# Nesting box maintenance



## nawma (Feb 15, 2013)

My kits are doing great and I'm very excited to finally have a litter that appears to have a good chance at survival. My question is about taking care of the nesting box until they move out of it into the pen. Do I need to change nesting materials after a certain amount of days? If so, do I just move kits and hair into a new nest of hay. Will this upset my doe?


----------



## GLENMAR (Feb 16, 2013)

I never did anything with mine.

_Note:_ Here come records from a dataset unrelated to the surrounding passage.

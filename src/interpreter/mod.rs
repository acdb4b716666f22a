pub mod class_;
pub mod environment;
pub mod function;
pub mod operators;
pub mod stack;
pub mod value;


pub use environment::{EnvGuard, EnvId, Environments};
pub use value::{ClassValue, FunctionValue, Value};

use thiserror::Error;

use crate::ast::{Expr, ExprKind, Literal, LogicOp, Span};
use crate::config::Config;
use crate::diagnostic::{Diagnostic, DiagnosticKind};
use crate::stdlib::{self, Host};

/// A fault raised while evaluating, located at the node that failed.
#[derive(Debug, Clone, PartialEq, Error)]
#[error("{message}")]
pub struct RuntimeError {
    pub span: Span,
    pub message: String,
}

impl RuntimeError {
    pub fn new(span: &Span, message: impl Into<String>) -> Self {
        RuntimeError {
            span: span.clone(),
            message: message.into(),
        }
    }

    pub fn into_diagnostic(self) -> Diagnostic {
        Diagnostic::new(
            DiagnosticKind::Runtime,
            self.span.line,
            self.span.range,
            self.message,
        )
    }
}

pub type EvalResult = Result<Value, RuntimeError>;

/// Tree-walking evaluator. One instance runs one program.
#[derive(Debug)]
pub struct Interpreter {
    envs: Environments,
    current: EnvId,
    host: Host,
    config: Config,
    /// Script calls currently in progress.
    depth: usize,
}

impl Interpreter {
    pub fn new(host: Host, config: Config) -> Self {
        let envs = Environments::new();
        let current = envs.global();
        Interpreter {
            envs,
            current,
            host,
            config,
            depth: 0,
        }
    }

    pub fn environments(&self) -> &Environments {
        &self.envs
    }

    /// Looks a name up from the global frame.
    pub fn global_value(&self, name: &str) -> Option<&Value> {
        self.envs.get(self.envs.global(), name)
    }

    /// Evaluates the top-level expressions in order and yields the value of
    /// the last one. A top-level `return` stops the program with its value.
    #[tracing::instrument(level = "debug", skip_all, fields(count = program.len()))]
    pub fn run_program(&mut self, program: &[Expr]) -> EvalResult {
        let global = self.envs.global();
        let mut last = Value::Nil;
        for expr in program {
            last = self.eval(expr)?;
            if self.envs.return_pending(global) {
                tracing::debug!("top-level return");
                break;
            }
        }
        Ok(self.envs.take_return(global).unwrap_or(last))
    }

    pub fn eval(&mut self, expr: &Expr) -> EvalResult {
        stack::ensure_sufficient_stack(|| self.eval_expr(expr))
    }

    fn eval_expr(&mut self, expr: &Expr) -> EvalResult {
        let span = &expr.span;
        match &expr.kind {
            ExprKind::Literal(literal) => Ok(match literal {
                Literal::Bool(b) => Value::Bool(*b),
                Literal::Int(i) => Value::Int(*i),
                Literal::Float(x) => Value::Float(*x),
                Literal::String(s) => Value::String(s.clone()),
                Literal::Nil => Value::Nil,
            }),
            ExprKind::Unary { op, operand } => {
                let value = self.eval(operand)?;
                operators::evaluate_unary(*op, &value).map_err(|m| RuntimeError::new(span, m))
            }
            ExprKind::Binary { op, left, right } => {
                let left = self.eval(left)?;
                let right = self.eval(right)?;
                operators::evaluate_binary(*op, &left, &right)
                    .map_err(|m| RuntimeError::new(span, m))
            }
            ExprKind::Logical { op, left, right } => {
                let left = self.eval_bool(left, &op.to_string())?;
                match (op, left) {
                    (LogicOp::And, false) => Ok(Value::Bool(false)),
                    (LogicOp::Or, true) => Ok(Value::Bool(true)),
                    _ => Ok(Value::Bool(self.eval_bool(right, &op.to_string())?)),
                }
            }

            ExprKind::VarDeclare(decl) => {
                let value = match &decl.initializer {
                    Some(initializer) => self.eval(initializer)?,
                    None => Value::Nil,
                };
                self.envs.define(self.current, decl.name.clone(), value);
                Ok(Value::Nil)
            }
            ExprKind::VarGet(name) => self
                .envs
                .get(self.current, name)
                .cloned()
                .ok_or_else(|| RuntimeError::new(span, format!("undefined variable '{}'", name))),
            ExprKind::VarSet { name, value } => {
                let value = self.eval(value)?;
                if !self.envs.assign(self.current, name, value.clone()) {
                    return Err(RuntimeError::new(
                        span,
                        format!("undefined variable '{}'", name),
                    ));
                }
                Ok(value)
            }

            ExprKind::FunctionDeclare(decl) => {
                let function = FunctionValue {
                    decl: decl.clone(),
                    closure: self.envs.capture(self.current),
                };
                self.envs
                    .define(self.current, decl.name.clone(), Value::Function(function));
                Ok(Value::Nil)
            }
            ExprKind::Call { callee, args } => {
                let Some(callee_value) = self.envs.get(self.current, callee).cloned() else {
                    return Err(RuntimeError::new(
                        span,
                        format!("undefined function '{}'", callee),
                    ));
                };
                let args = self.eval_arguments(args)?;
                self.call_value(callee, callee_value, args, span)
            }
            ExprKind::Return(value) => {
                let value = match value {
                    Some(value) => self.eval(value)?,
                    None => Value::Nil,
                };
                self.envs.set_return(self.current, value);
                Ok(Value::Nil)
            }

            ExprKind::Block(exprs) => {
                let frame = self.envs.push(self.current, false);
                let result = self.with_current(frame, |this| this.eval_sequence(exprs));
                self.envs.release(frame);
                result.map(|_| Value::Nil)
            }
            ExprKind::If {
                condition,
                then_branch,
                else_branch,
            } => {
                if self.eval_condition(condition, "if")? {
                    self.eval(then_branch)?;
                } else if let Some(else_branch) = else_branch {
                    self.eval(else_branch)?;
                }
                Ok(Value::Nil)
            }
            ExprKind::While { condition, body } => {
                while self.eval_condition(condition, "while")? {
                    self.eval(body)?;
                    if self.envs.return_pending(self.current) {
                        break;
                    }
                }
                Ok(Value::Nil)
            }
            ExprKind::For {
                initializer,
                condition,
                update,
                body,
            } => {
                let frame = self.envs.push(self.current, false);
                let result = self.with_current(frame, |this| {
                    if let Some(initializer) = initializer {
                        this.eval(initializer)?;
                    }
                    loop {
                        if let Some(condition) = condition {
                            if !this.eval_condition(condition, "for")? {
                                break;
                            }
                        }
                        this.eval(body)?;
                        if this.envs.return_pending(this.current) {
                            break;
                        }
                        if let Some(update) = update {
                            this.eval(update)?;
                        }
                    }
                    Ok(())
                });
                self.envs.release(frame);
                result.map(|_| Value::Nil)
            }

            ExprKind::ClassDeclare(decl) => self.declare_class(decl),
            ExprKind::New(name) => {
                // held until the instance guards the declaring frame itself
                let value = self.envs.get(self.current, name).cloned();
                match &value {
                    Some(Value::Class { class, .. }) => self.instantiate(class),
                    Some(other) => Err(RuntimeError::new(
                        span,
                        format!("'{}' is not a class, found {}", name, other.type_name()),
                    )),
                    None => Err(RuntimeError::new(
                        span,
                        format!("undefined class '{}'", name),
                    )),
                }
            }
            ExprKind::FieldGet { object, field } => {
                let (class, env) = self.instance(object, span)?;
                self.envs.get_local(env.id(), field).cloned().ok_or_else(|| {
                    RuntimeError::new(
                        span,
                        format!("class '{}' has no field '{}'", class.decl.name, field),
                    )
                })
            }
            ExprKind::FieldSet {
                object,
                field,
                value,
            } => {
                let value = self.eval(value)?;
                let (class, env) = self.instance(object, span)?;
                if self.envs.get_local(env.id(), field).is_none() {
                    return Err(RuntimeError::new(
                        span,
                        format!("class '{}' has no field '{}'", class.decl.name, field),
                    ));
                }
                self.envs.define(env.id(), field.clone(), value.clone());
                Ok(value)
            }
            ExprKind::MethodCall {
                object,
                method,
                args,
            } => {
                // `env` keeps the instance frame alive for the whole call
                let (class, env) = self.instance(object, span)?;
                let args = self.eval_arguments(args)?;
                match self.envs.get_local(env.id(), method).cloned() {
                    Some(Value::Function(function)) => self.call_function(&function, args, span),
                    _ => Err(RuntimeError::new(
                        span,
                        format!("class '{}' has no method '{}'", class.decl.name, method),
                    )),
                }
            }

            ExprKind::Import(library) => {
                let Some(natives) = stdlib::load(library, &self.host) else {
                    return Err(RuntimeError::new(
                        span,
                        format!("unknown library '{}'", library),
                    ));
                };
                tracing::debug!(library = %library, count = natives.len(), "import");
                for native in natives {
                    self.envs
                        .define(self.current, native.name(), Value::Native(native));
                }
                Ok(Value::Nil)
            }
        }
    }

    /// Evaluates in order, stopping early once a `return` is pending.
    fn eval_sequence(&mut self, exprs: &[Expr]) -> EvalResult {
        let mut last = Value::Nil;
        for expr in exprs {
            last = self.eval(expr)?;
            if self.envs.return_pending(self.current) {
                break;
            }
        }
        Ok(last)
    }

    fn eval_arguments(&mut self, args: &[Expr]) -> Result<Vec<Value>, RuntimeError> {
        args.iter().map(|arg| self.eval(arg)).collect()
    }

    fn eval_condition(&mut self, condition: &Expr, construct: &str) -> Result<bool, RuntimeError> {
        match self.eval(condition)? {
            Value::Bool(b) => Ok(b),
            other => Err(RuntimeError::new(
                &condition.span,
                format!(
                    "'{}' condition must be bool, found {}",
                    construct,
                    other.type_name()
                ),
            )),
        }
    }

    fn eval_bool(&mut self, operand: &Expr, op: &str) -> Result<bool, RuntimeError> {
        match self.eval(operand)? {
            Value::Bool(b) => Ok(b),
            other => Err(RuntimeError::new(
                &operand.span,
                format!("'{}' expects bool operands, found {}", op, other.type_name()),
            )),
        }
    }

    /// Runs `f` with `frame` as the current frame, restoring the previous
    /// one afterwards even on error.
    fn with_current<T>(
        &mut self,
        frame: EnvId,
        f: impl FnOnce(&mut Self) -> Result<T, RuntimeError>,
    ) -> Result<T, RuntimeError> {
        let previous = std::mem::replace(&mut self.current, frame);
        let result = f(self);
        self.current = previous;
        result
    }
}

Once they are old enough, they will come out of the next box.


----------



## greenbean (Feb 16, 2013)

For me, it would depend on the nest.  If they stay pretty clean, I don't usually mess with them.  However if they get dirty or peed in (by the doe) I'll take the babies out and put them in something (I have a little basket I put fleece in so it's soft and warm) and dump the dirty stuff out of the nestbox (saving any clean fur), then put clean hay back in and make a nest and line it with fur, then put them back.  I havn't had to do that in a long time.  It was usually just with one specific doe or two, they used the nestboxes as litterboxes.  I'm not talking peeing in it once or twice, it was all the time, they'd even pee on the kits (I did have a couple die from getting chilled).  Those does are no longer with me.


----------



## nawma (Feb 16, 2013)

Thank you guys for your responses. I will check the box periodically to see how dirty it gets. Doe is using far corner for potty so hopefully that won't be a problem.


----------



## sunshine43 (Feb 16, 2013)

Congrats!!!! I am so happy you have babies!!! I clean mine after they start coming out


----------